There was more interest in pluggo for Windows at the ICMC than I might have expected, although it took a rather muted form; In the same way that some electroacoustic composers seemed to be sheepish about acknowledging their use of Metasynth several years ago, I think I detected a similar interest in using pluggo plug-ins; the question usually only appeared when I was alone with one other person. In one sort of funny situation, two people who were all in the same crowd came back separately and alone to inquire about pluggo for Windows. I dunno… maybe I’m hallucinating.
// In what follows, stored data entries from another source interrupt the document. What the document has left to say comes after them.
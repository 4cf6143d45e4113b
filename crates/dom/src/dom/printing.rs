use core::fmt;

use indextree::NodeId;
use serde_json::{Map, Value, json};

use super::{DOMNode, Document, NodeKind};

// -----------------------
// Module-scope helpers
// -----------------------

fn sorted_attrs(node: &DOMNode) -> Vec<(String, String)> {
    let mut pairs: Vec<(String, String)> = node.attrs.iter().cloned().collect();
    pairs.sort_by(|left, right| left.0.cmp(&right.0));
    pairs
}

fn escape_text(text: &str) -> String {
    let mut out = String::with_capacity(text.len());
    for ch in text.chars() {
        match ch {
            '\\' => out.push_str("\\\\"),
            '"' => out.push_str("\\\""),
            '\n' => out.push_str("\\n"),
            '\r' => out.push_str("\\r"),
            '\t' => out.push_str("\\t"),
            _ => out.push(ch),
        }
    }
    out
}

fn children_to_json(doc: &Document, id: NodeId) -> Vec<Value> {
    id.children(&doc.dom)
        .map(|child| node_to_json(doc, child))
        .filter(|value| !value.is_null())
        .collect()
}

fn node_to_json(doc: &Document, id: NodeId) -> Value {
    let Some(node_ref) = doc.dom.get(id) else {
        return Value::Null;
    };
    let node = node_ref.get();
    match &node.kind {
        NodeKind::Document => json!({ "type": "document", "children": children_to_json(doc, id) }),
        NodeKind::Element { tag } => {
            let mut attrs_obj = Map::new();
            for (key, value) in sorted_attrs(node) {
                attrs_obj.insert(key, Value::String(value));
            }
            json!({
                "type": "element",
                "tag": tag,
                "attrs": Value::Object(attrs_obj),
                "children": children_to_json(doc, id),
            })
        }
        NodeKind::Text { text } => {
            if text.trim().is_empty() {
                Value::Null
            } else {
                json!({ "type": "text", "text": text })
            }
        }
        NodeKind::ShadowRoot { adopted } => json!({
            "type": "shadow-root",
            "adopted": adopted.len(),
            "children": children_to_json(doc, id),
        }),
    }
}

fn write_indent(out: &mut fmt::Formatter<'_>, depth: usize) -> fmt::Result {
    for _ in 0..depth {
        out.write_str("  ")?;
    }
    Ok(())
}

fn fmt_node(doc: &Document, id: NodeId, out: &mut fmt::Formatter<'_>, depth: usize) -> fmt::Result {
    let Some(node_ref) = doc.dom.get(id) else {
        return Ok(());
    };
    let node = node_ref.get();
    match &node.kind {
        NodeKind::Document => {
            write_indent(out, depth)?;
            writeln!(out, "#document")?;
        }
        NodeKind::Element { tag } => {
            write_indent(out, depth)?;
            write!(out, "<{tag}")?;
            for (key, value) in sorted_attrs(node) {
                write!(out, " {}=\"{}\"", key, escape_text(&value))?;
            }
            writeln!(out, ">")?;
        }
        NodeKind::Text { text } => {
            // Skip pure-whitespace text nodes in the printer for cleaner output
            if text.chars().all(char::is_whitespace) {
                return Ok(());
            }
            write_indent(out, depth)?;
            writeln!(out, "\"{}\"", escape_text(text))?;
            return Ok(());
        }
        NodeKind::ShadowRoot { adopted } => {
            write_indent(out, depth)?;
            writeln!(out, "#shadow-root (adopted: {})", adopted.len())?;
        }
    }
    for child in id.children(&doc.dom) {
        fmt_node(doc, child, out, depth + 1)?;
    }
    if let NodeKind::Element { tag } = &node.kind {
        write_indent(out, depth)?;
        writeln!(out, "</{tag}>")?;
    }
    Ok(())
}

impl fmt::Debug for Document {
    fn fmt(&self, out: &mut fmt::Formatter<'_>) -> fmt::Result {
        writeln!(out, "DOM")?;
        fmt_node(self, self.root, out, 0)
    }
}

impl Document {
    /// Build a deterministic JSON representation of the subtree at `node`.
    /// Schema:
    /// - Document: { "type":"document", "children":[ ... ] }
    /// - Element: { "type":"element", "tag": "div", "attrs": {..}, "children":[ ... ] }
    /// - Shadow root: { "type":"shadow-root", "adopted": n, "children":[ ... ] }
    /// - Text: { "type":"text", "text":"..." }
    pub fn to_json_value(&self, node: NodeId) -> Value {
        node_to_json(self, node)
    }

    /// Pretty JSON string of the whole document for snapshots and test comparisons.
    pub fn to_json_string(&self) -> String {
        serde_json::to_string_pretty(&self.to_json_value(self.root))
            .unwrap_or_else(|_| String::from("{}"))
    }
}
The off-ICMCs have really had a personality all their own over the last few years. This year’s off-ICMC was no exception, with a blistering election night Convolution Brothers fracas that featured Miller Puckette sitting in for the absent Zack Settle in Elvis wig and shades while Cort Lippe (in a fetching black balaklava that whispered “sonic terrorist”) streamed the election night returns with some ah… modification (metalflake, hydroflouric acid, and sprinkles). The next evening was my chance to catch Phonaecia live (they were wonderful), and sample the local Miami laptop scene. Friday evening was off-ICMC gig time for me, and an interesting and instructive experience. I completely sucked, rather than turning in either something that was good or even kind of pedestrian. On the good side, I went second and the evening concert ran a little late, which meant that not a lot of people were there. And Doug Geers (who preceded me) and Meg, Allison, and Charlie (who followed) were sufficiently interesting that everyone was distracted from my self-basting holiday Butterball turkey of a performance, I’m hoping. It’s an oddly liberating experience, I guess-if somewhat disappointing. I didn’t stay to the bitter end, but Eric Lyon reportedly tore the roof off the sucker rather late in the evening. Our hosts at the Titanic microbrewery were delightful. Great cheeseburgers, and my first introduction to the awesome Conch fritter (yummy), due to the encouragements of our hosts, Kristine Burns and Colby Leider. A superior bitter on tap, too. I hope we all drank enough to keep ‘em happy.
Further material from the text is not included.